The road to a Bank of England Bank Rate cut

Today sees the production of the UK service-sector Purchasing Manager’s Index for February and this is eagerly awaited. The main reason for this is that the recent data on the UK economy has shown signs of a further slowing in the rate of economic growth. Yesterday’s Economic Review reminded us that whilst 2015 was a relatively good year it was not as good as 2014.

GDP growth for the final quarter of 2015 was unrevised at 0.5%, resulting in a level of GDP 1.9% higher than in the same period in 2014. While growth has continued for the sixth successive year, it moderated somewhat between 2014 and 2015, dropping from 2.9% to 2.2%.

So we were slip-sliding away to quote Paul Simon although the UK ONS did present anew perspective on the credit crunch era.

GDP growth has averaged 2.0% per year since 2009, making growth in 2015 slightly above the recent average.

It hasn’t always felt like that as I recall the fears back in the day that there might be a triple-dip! As time passes revisions tend to mark the numbers higher and such a concept has disappeared. According to the ONS now we have had this.
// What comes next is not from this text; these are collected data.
use std::io;

use crate::scanner::ParseError;
use crate::types::Address;

/// Errors that can occur during fwrap operations
#[derive(Debug, thiserror::Error)]
pub enum Error {
    #[error("{}", render_parse_errors(.0))]
    Parse(Vec<ParseError>),

    #[error("Interface '{name}' is bound to two different addresses: {first} and {second}")]
    ResolutionConflict {
        name: String,
        first: Address,
        second: Address,
    },

    #[error("Failed to resolve interface '{name}': {reason}")]
    Resolution { name: String, reason: String },

    #[error(
        "No address provided and '{0}' is not a known preset. Run `fwrap sync-presets` if you recently added it"
    )]
    UnknownPreset(String),

    #[error("Preset error: {0}")]
    PresetError(String),

    #[error("Cache error: {0}")]
    CacheError(String),

    #[error("Configuration error: {0}")]
    ConfigError(String),

    #[error("Synthesis error: {0}")]
    SynthesisError(String),

    #[error("IO error: {0}")]
    IoError(#[from] io::Error),

    #[error("Serialization error: {0}")]
    SerializationError(#[from] serde_json::Error),

    #[error("{0}")]
    Other(String),
}

impl Error {
    /// Parse errors carried by this error, if any.
    pub fn parse_errors(&self) -> &[ParseError] {
        match self {
            Error::Parse(errors) => errors,
            _ => &[],
        }
    }
}

fn render_parse_errors(errors: &[ParseError]) -> String {
    let mut out = format!("{} malformed directive(s)", errors.len());
    for error in errors {
        out.push_str("\n  ");
        out.push_str(&error.to_string());
    }
    out
}

/// Result type alias for fwrap operations
pub type Result<T> = std::result::Result<T, Error>;
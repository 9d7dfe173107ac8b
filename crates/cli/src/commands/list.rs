use anyhow::Result;
use fwrap_core::InterfaceCache;

use super::load_config_from_cwd;
use crate::cli::ListScope;
use crate::display::formatter::format_cache_entry;

pub fn list_command(scope: ListScope) -> Result<()> {
    let config = load_config_from_cwd()?;
    let cache = InterfaceCache::new(Some(config.local_cache_dir), config.global_cache_dir);

    for scope in scope.scopes() {
        let entries = cache.list(scope);
        match cache.dir(scope) {
            Some(dir) => println!("💾 {} cache ({}):", scope, dir.display()),
            None => println!("💾 {} cache (not configured):", scope),
        }
        if entries.is_empty() {
            println!("   (empty)");
        }
        for entry in &entries {
            println!("   • {}", format_cache_entry(entry));
        }
    }
    Ok(())
}
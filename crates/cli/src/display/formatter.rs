use fwrap_core::{CacheEntry, Origin, ParseError, ResolvedInterface};
use std::path::Path;

pub fn origin_icon(origin: Origin) -> &'static str {
    match origin {
        Origin::Preset => "📦",
        Origin::LocalToolchain => "🔧",
        Origin::RemoteFetch => "🌐",
        Origin::DefaultFallback => "⚠️ ",
        Origin::CacheHit => "💾",
    }
}

/// One line per resolved interface, e.g. `🌐 DAI @ 0x6B17… (remote fetch)`
pub fn format_interface(interface: &ResolvedInterface) -> String {
    let address = interface
        .address
        .map(|a| format!(" @ {}", a.to_checksum()))
        .unwrap_or_default();
    format!(
        "{} {}{} ({})",
        origin_icon(interface.origin),
        interface.name,
        address,
        interface.origin
    )
}

/// `file:line:col: message`, one-based
pub fn format_parse_error(file: &Path, error: &ParseError) -> String {
    format!("{}:{}", file.display(), error)
}

pub fn format_cache_entry(entry: &CacheEntry) -> String {
    format!(
        "{} ({}, digest {})",
        entry.key,
        entry.origin,
        entry.abi_digest.get(..8).unwrap_or(&entry.abi_digest)
    )
}
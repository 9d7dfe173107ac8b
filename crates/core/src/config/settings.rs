use serde::{Deserialize, Serialize};
use std::path::{Path, PathBuf};
use std::time::Duration;

use crate::error::{Error, Result};
use crate::resolver::explorer::DEFAULT_EXPLORER_URL;
use crate::rewriter::DEFAULT_IMPORT_PREFIX;
use crate::types::CacheScope;

pub const DEFAULT_RPC_URL: &str = "https://eth.merkle.io";
pub const DEFAULT_CHAIN_ID: u64 = 1;
pub const DEFAULT_CONCURRENCY: usize = 4;
pub const DEFAULT_TIMEOUT_SECS: u64 = 30;
pub const DEFAULT_TOOLCHAIN: &str = "cast";

/// Name of the per-user state directory under `$HOME`
pub const STATE_DIR: &str = ".fwrap";
pub const PROJECT_CONFIG_FILE: &str = "fwrap.toml";
pub const GLOBAL_CONFIG_FILE: &str = "config.toml";

#[derive(Debug, Clone, Default, PartialEq, Eq, Serialize, Deserialize)]
#[serde(default, deny_unknown_fields)]
pub struct RpcSection {
    pub url: Option<String>,
    pub chain_id: Option<u64>,
}

#[derive(Debug, Clone, Default, PartialEq, Eq, Serialize, Deserialize)]
#[serde(default, deny_unknown_fields)]
pub struct EtherscanSection {
    pub api_key: Option<String>,
    pub url: Option<String>,
}

#[derive(Debug, Clone, Default, PartialEq, Eq, Serialize, Deserialize)]
#[serde(default, deny_unknown_fields)]
pub struct InterfacesSection {
    pub local_path: Option<PathBuf>,
    pub import_prefix: Option<String>,
}

#[derive(Debug, Clone, Default, PartialEq, Eq, Serialize, Deserialize)]
#[serde(default, deny_unknown_fields)]
pub struct CacheSection {
    pub local_path: Option<PathBuf>,
    pub global_path: Option<PathBuf>,
    pub scope: Option<CacheScope>,
}

#[derive(Debug, Clone, Default, PartialEq, Eq, Serialize, Deserialize)]
#[serde(default, deny_unknown_fields)]
pub struct PresetsSection {
    pub path: Option<PathBuf>,
}

#[derive(Debug, Clone, Default, PartialEq, Eq, Serialize, Deserialize)]
#[serde(default, deny_unknown_fields)]
pub struct ResolverSection {
    pub concurrency: Option<usize>,
    pub timeout_secs: Option<u64>,
    pub toolchain: Option<String>,
}

/// One TOML settings file. Every field is optional so files can be layered.
#[derive(Debug, Clone, Default, PartialEq, Eq, Serialize, Deserialize)]
#[serde(default, deny_unknown_fields)]
pub struct FileConfig {
    pub rpc: RpcSection,
    pub etherscan: EtherscanSection,
    pub interfaces: InterfacesSection,
    pub cache: CacheSection,
    pub presets: PresetsSection,
    pub resolver: ResolverSection,
}

macro_rules! overlay {
    ($base:expr, $other:expr, $($section:ident . $field:ident),+ $(,)?) => {
        $(
            if $other.$section.$field.is_some() {
                $base.$section.$field = $other.$section.$field;
            }
        )+
    };
}

impl FileConfig {
    pub fn parse(contents: &str) -> Result<Self> {
        toml::from_str(contents).map_err(|e| Error::ConfigError(e.to_string()))
    }

    pub fn load_from_file(path: &Path) -> Result<Self> {
        let contents = std::fs::read_to_string(path)?;
        Self::parse(&contents)
            .map_err(|e| Error::ConfigError(format!("Failed to parse {}: {}", path.display(), e)))
    }

    /// Fields set in `other` replace the ones in `self`.
    pub fn merge(&mut self, other: FileConfig) {
        overlay!(
            self,
            other,
            rpc.url,
            rpc.chain_id,
            etherscan.api_key,
            etherscan.url,
            interfaces.local_path,
            interfaces.import_prefix,
            cache.local_path,
            cache.global_path,
            cache.scope,
            presets.path,
            resolver.concurrency,
            resolver.timeout_secs,
            resolver.toolchain,
        );
    }
}

/// Values that come from the environment or the command line
#[derive(Debug, Clone, Default, PartialEq, Eq)]
pub struct ConfigOverrides {
    pub rpc_url: Option<String>,
    pub chain_id: Option<u64>,
    pub etherscan_api_key: Option<String>,
    pub cache_scope: Option<CacheScope>,
}

impl ConfigOverrides {
    /// Read `ETHERSCAN_API_KEY`, `FWRAP_RPC_URL` and `FWRAP_CHAIN_ID`
    pub fn from_env() -> Result<Self> {
        Self::from_lookup(|name| std::env::var(name).ok())
    }

    pub fn from_lookup(lookup: impl Fn(&str) -> Option<String>) -> Result<Self> {
        let non_empty = |name: &str| lookup(name).filter(|v| !v.trim().is_empty());
        let chain_id = match non_empty("FWRAP_CHAIN_ID") {
            Some(raw) => Some(raw.trim().parse::<u64>().map_err(|_| {
                Error::ConfigError(format!("FWRAP_CHAIN_ID must be a positive integer, got '{raw}'"))
            })?),
            None => None,
        };
        Ok(Self {
            rpc_url: non_empty("FWRAP_RPC_URL"),
            chain_id,
            etherscan_api_key: non_empty("ETHERSCAN_API_KEY"),
            cache_scope: None,
        })
    }

    pub fn apply(&self, config: &mut FileConfig) {
        if let Some(url) = &self.rpc_url {
            config.rpc.url = Some(url.clone());
        }
        if let Some(chain_id) = self.chain_id {
            config.rpc.chain_id = Some(chain_id);
        }
        if let Some(key) = &self.etherscan_api_key {
            config.etherscan.api_key = Some(key.clone());
        }
        if let Some(scope) = self.cache_scope {
            config.cache.scope = Some(scope);
        }
    }
}

/// Fully resolved settings handed to the engine
#[derive(Debug, Clone, PartialEq, Eq)]
pub struct EngineConfig {
    pub project_root: PathBuf,
    pub rpc_url: String,
    pub chain_id: u64,
    pub etherscan_api_key: Option<String>,
    pub explorer_url: String,
    pub interfaces_dir: PathBuf,
    pub import_prefix: String,
    pub local_cache_dir: PathBuf,
    pub global_cache_dir: Option<PathBuf>,
    pub cache_scope: CacheScope,
    pub presets_dir: Option<PathBuf>,
    pub concurrency: usize,
    pub timeout: Duration,
    pub toolchain: String,
}

impl EngineConfig {
    /// Fill every unset field of `file` with its default. Relative project
    /// paths are taken relative to `project_root`; relative per-user paths
    /// (global cache, presets) relative to `home`, or `project_root` without one.
    pub fn resolve(project_root: &Path, home: Option<&Path>, file: FileConfig) -> Result<Self> {
        let state_dir = home.map(|h| h.join(STATE_DIR));
        let absolute = |path: PathBuf| {
            if path.is_absolute() {
                path
            } else {
                project_root.join(path)
            }
        };
        let user_absolute = |path: PathBuf| match home {
            Some(home) if path.is_relative() => home.join(path),
            _ => absolute(path),
        };

        let chain_id = file.rpc.chain_id.unwrap_or(DEFAULT_CHAIN_ID);
        if chain_id == 0 {
            return Err(Error::ConfigError("rpc.chain_id must be greater than 0".to_string()));
        }
        let concurrency = file.resolver.concurrency.unwrap_or(DEFAULT_CONCURRENCY);
        if concurrency == 0 {
            return Err(Error::ConfigError(
                "resolver.concurrency must be greater than 0".to_string(),
            ));
        }
        let timeout_secs = file.resolver.timeout_secs.unwrap_or(DEFAULT_TIMEOUT_SECS);
        if timeout_secs == 0 {
            return Err(Error::ConfigError(
                "resolver.timeout_secs must be greater than 0".to_string(),
            ));
        }

        Ok(Self {
            project_root: project_root.to_path_buf(),
            rpc_url: file.rpc.url.unwrap_or_else(|| DEFAULT_RPC_URL.to_string()),
            chain_id,
            etherscan_api_key: file.etherscan.api_key.filter(|k| !k.is_empty()),
            explorer_url: file
                .etherscan
                .url
                .unwrap_or_else(|| DEFAULT_EXPLORER_URL.to_string()),
            interfaces_dir: absolute(
                file.interfaces.local_path.unwrap_or_else(|| PathBuf::from("interfaces")),
            ),
            import_prefix: file
                .interfaces
                .import_prefix
                .unwrap_or_else(|| DEFAULT_IMPORT_PREFIX.to_string()),
            local_cache_dir: absolute(
                file.cache
                    .local_path
                    .unwrap_or_else(|| PathBuf::from(STATE_DIR).join("cache")),
            ),
            global_cache_dir: file
                .cache
                .global_path
                .map(&user_absolute)
                .or_else(|| state_dir.as_ref().map(|d| d.join("cache"))),
            cache_scope: file.cache.scope.unwrap_or_default(),
            presets_dir: file
                .presets
                .path
                .map(&user_absolute)
                .or_else(|| state_dir.as_ref().map(|d| d.join("presets"))),
            concurrency,
            timeout: Duration::from_secs(timeout_secs),
            toolchain: file
                .resolver
                .toolchain
                .unwrap_or_else(|| DEFAULT_TOOLCHAIN.to_string()),
        })
    }

    /// Persisted preset index inside the presets directory
    pub fn presets_index(&self) -> Option<PathBuf> {
        self.presets_dir.as_ref().map(|d| d.join(".index.json"))
    }

    /// API key with all but the last four characters hidden
    pub fn masked_api_key(&self) -> Option<String> {
        self.etherscan_api_key.as_ref().map(|key| {
            let len = key.chars().count();
            let hidden = if len <= 4 { len } else { len - 4 };
            key.chars()
                .enumerate()
                .map(|(i, c)| if i < hidden { '*' } else { c })
                .collect()
        })
    }
}

#[cfg(test)]
mod tests {
    use super::*;

    #[test]
    fn test_parse_sections() {
        let config = FileConfig::parse(
            r#"
[rpc]
url = "http://localhost:8545"
chain_id = 10

[cache]
scope = "Local"

[resolver]
concurrency = 8
"#,
        )
        .unwrap();
        assert_eq!(config.rpc.url.as_deref(), Some("http://localhost:8545"));
        assert_eq!(config.rpc.chain_id, Some(10));
        assert_eq!(config.cache.scope, Some(CacheScope::Local));
        assert_eq!(config.resolver.concurrency, Some(8));
        assert_eq!(config.etherscan, EtherscanSection::default());
    }

    #[test]
    fn test_unknown_keys_are_rejected() {
        assert!(matches!(
            FileConfig::parse("[rpc]\nendpoint = \"x\"\n"),
            Err(Error::ConfigError(_))
        ));
    }

    #[test]
    fn test_merge_overrides_only_set_fields() {
        let mut base = FileConfig::parse("[rpc]\nurl = \"a\"\nchain_id = 1\n").unwrap();
        base.merge(FileConfig::parse("[rpc]\nchain_id = 5\n").unwrap());
        assert_eq!(base.rpc.url.as_deref(), Some("a"));
        assert_eq!(base.rpc.chain_id, Some(5));
    }

    #[test]
    fn test_env_lookup() {
        let overrides = ConfigOverrides::from_lookup(|name| match name {
            "FWRAP_CHAIN_ID" => Some("137".to_string()),
            "ETHERSCAN_API_KEY" => Some("".to_string()),
            _ => None,
        })
        .unwrap();
        assert_eq!(overrides.chain_id, Some(137));
        assert_eq!(overrides.etherscan_api_key, None);

        let bad = ConfigOverrides::from_lookup(|name| {
            (name == "FWRAP_CHAIN_ID").then(|| "mainnet".to_string())
        });
        assert!(matches!(bad, Err(Error::ConfigError(_))));
    }

    #[test]
    fn test_resolve_defaults() {
        let config = EngineConfig::resolve(
            Path::new("/work/project"),
            Some(Path::new("/home/user")),
            FileConfig::default(),
        )
        .unwrap();
        assert_eq!(config.chain_id, 1);
        assert_eq!(config.concurrency, 4);
        assert_eq!(config.timeout, Duration::from_secs(30));
        assert_eq!(config.interfaces_dir, PathBuf::from("/work/project/interfaces"));
        assert_eq!(config.local_cache_dir, PathBuf::from("/work/project/.fwrap/cache"));
        assert_eq!(config.global_cache_dir, Some(PathBuf::from("/home/user/.fwrap/cache")));
        assert_eq!(
            config.presets_index(),
            Some(PathBuf::from("/home/user/.fwrap/presets/.index.json"))
        );
        assert_eq!(config.cache_scope, CacheScope::Global);
        assert_eq!(config.toolchain, "cast");
    }

    #[test]
    fn test_resolve_relative_user_paths() {
        let mut file = FileConfig::default();
        file.cache.global_path = Some(PathBuf::from("shared/cache"));
        file.presets.path = Some(PathBuf::from("my-presets"));
        let config = EngineConfig::resolve(
            Path::new("/work/project"),
            Some(Path::new("/home/user")),
            file.clone(),
        )
        .unwrap();
        assert_eq!(config.global_cache_dir, Some(PathBuf::from("/home/user/shared/cache")));
        assert_eq!(config.presets_dir, Some(PathBuf::from("/home/user/my-presets")));

        let config = EngineConfig::resolve(Path::new("/work/project"), None, file).unwrap();
        assert_eq!(config.global_cache_dir, Some(PathBuf::from("/work/project/shared/cache")));
        assert_eq!(config.presets_dir, Some(PathBuf::from("/work/project/my-presets")));
    }

    #[test]
    fn test_resolve_rejects_zero_concurrency() {
        let mut file = FileConfig::default();
        file.resolver.concurrency = Some(0);
        assert!(EngineConfig::resolve(Path::new("/p"), None, file).is_err());
    }

    #[test]
    fn test_masked_api_key() {
        let mut file = FileConfig::default();
        file.etherscan.api_key = Some("ABCDEFGH1234".to_string());
        let config = EngineConfig::resolve(Path::new("/p"), None, file).unwrap();
        assert_eq!(config.masked_api_key().as_deref(), Some("********1234"));
    }
}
this continues a six-year period of continuous expansion,

Some care is needed here as there were two quarterly falls in 2012 either side of the Olympics boost.

Also I am reminded of the view that 2% economic growth per year may well represent standing still in the modern era. The GDP per head figures largely support such a view.
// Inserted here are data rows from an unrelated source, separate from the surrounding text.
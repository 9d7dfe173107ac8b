pub mod interface_cache;

pub use interface_cache::{CacheEntry, CacheKey, InterfaceCache};
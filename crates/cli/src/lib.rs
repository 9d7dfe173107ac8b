pub mod cli;
pub mod commands;
pub mod display;

// Re-export commonly used items
pub use cli::{Cli, Commands, ListScope};
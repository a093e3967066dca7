//! Domain services used by websocket and HTTP routes.
//!
//! ARCHITECTURE
//! ============
//! Service modules own room bookkeeping so route handlers can stay focused
//! on protocol translation. Each service takes the room map write lock,
//! mutates, queues broadcasts, and returns what the sender should be told.

pub mod cursor;
pub mod drawing;
pub mod room;
pub mod sweeper;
A little help from my friends

Regular readers will be aware that I have long criticised the change referred to below which according to analysis presented at the Royal Statistical Society has improved our annual growth rate by something of the order of 0.5% per year. The ONS puts it like this.
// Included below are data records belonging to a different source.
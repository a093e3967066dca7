use super::*;

#[test]
fn first_offer_goes_out() {
    let mut t = CursorThrottle::new(50);
    assert_eq!(t.offer(Point::new(1.0, 1.0), 0), Some(Point::new(1.0, 1.0)));
}

#[test]
fn offers_inside_window_are_held() {
    let mut t = CursorThrottle::new(50);
    t.offer(Point::new(1.0, 1.0), 0);
    assert!(t.offer(Point::new(2.0, 2.0), 10).is_none());
    assert!(t.offer(Point::new(3.0, 3.0), 20).is_none());
    assert!(t.tick(30).is_none());
    // Last value wins.
    assert_eq!(t.tick(50), Some(Point::new(3.0, 3.0)));
    assert!(t.tick(200).is_none());
}

#[test]
fn offer_after_window_sends_and_clears_pending() {
    let mut t = CursorThrottle::new(50);
    t.offer(Point::new(1.0, 1.0), 0);
    t.offer(Point::new(2.0, 2.0), 10);
    assert_eq!(t.offer(Point::new(4.0, 4.0), 60), Some(Point::new(4.0, 4.0)));
    assert!(t.tick(200).is_none());
}

#[test]
fn tick_restarts_window() {
    let mut t = CursorThrottle::new(50);
    t.offer(Point::new(1.0, 1.0), 0);
    t.offer(Point::new(2.0, 2.0), 10);
    assert!(t.tick(55).is_some());
    assert!(t.offer(Point::new(3.0, 3.0), 70).is_none());
}

#[test]
fn reset_drops_pending() {
    let mut t = CursorThrottle::new(50);
    t.offer(Point::new(1.0, 1.0), 0);
    t.offer(Point::new(2.0, 2.0), 10);
    t.reset();
    assert!(t.tick(100).is_none());
    assert!(t.offer(Point::new(5.0, 5.0), 101).is_some());
}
The UK shows larger revisions to GDP growth estimates than many other countries over this longer period, but this is mainly due to the switch from RPI- to CPI-based deflation in 2011, a methodological improvement that was not implemented in other countries at the time.

It seems to have slipped their mind to tell us which why it impacted on economic growth! Something to hide?

Something familiar?

This welcome period of UK economic expansion has had two familiar features which have ended up causing trouble in the past.

Much of the growth in the expenditure measure of GDP in recent years has been driven by household consumption and investment

Is investment a euphemism for buying houses? Anyway this tends to be followed by a persistent bugbear.

Net exports have tended to act as a drag on GDP growth, and this trend continued in 2015, with a downward contribution of 0.5 percentage points (against GDP growth for the year of 2.2%).

I was reading a hopeful analysis yesterday from Nordea bank using our effective exchange rate as a predictor. They forecast a boom in UK exports on that basis. Let us hope so but I also note that their chart missed out the 2007/08 devaluation which of course saw a disappointing export response.

Oh and the definition of austerity in my financial lexicon for these times chalks up another victory.

Government consumption made modest, positive contributions to growth in 2014 and 2015 of 0.5 and 0.3 percentage points, respectively, compared with an average of 0.2 percentage points over the past 6 years.

Up is again the new down.


Only last weekend the man responsible for monetary policies which were supposed to rebalance the UK economy away from services and towards manufacturing returned to the news. Apparently a £8 million pension pot does not buy what it used to even when it is indexed to the Retail Price Index ( the lower CPI being for the likes of us….) and so Baron King of Lothbury has written a book. Having not read it I cannot say if it explains this development.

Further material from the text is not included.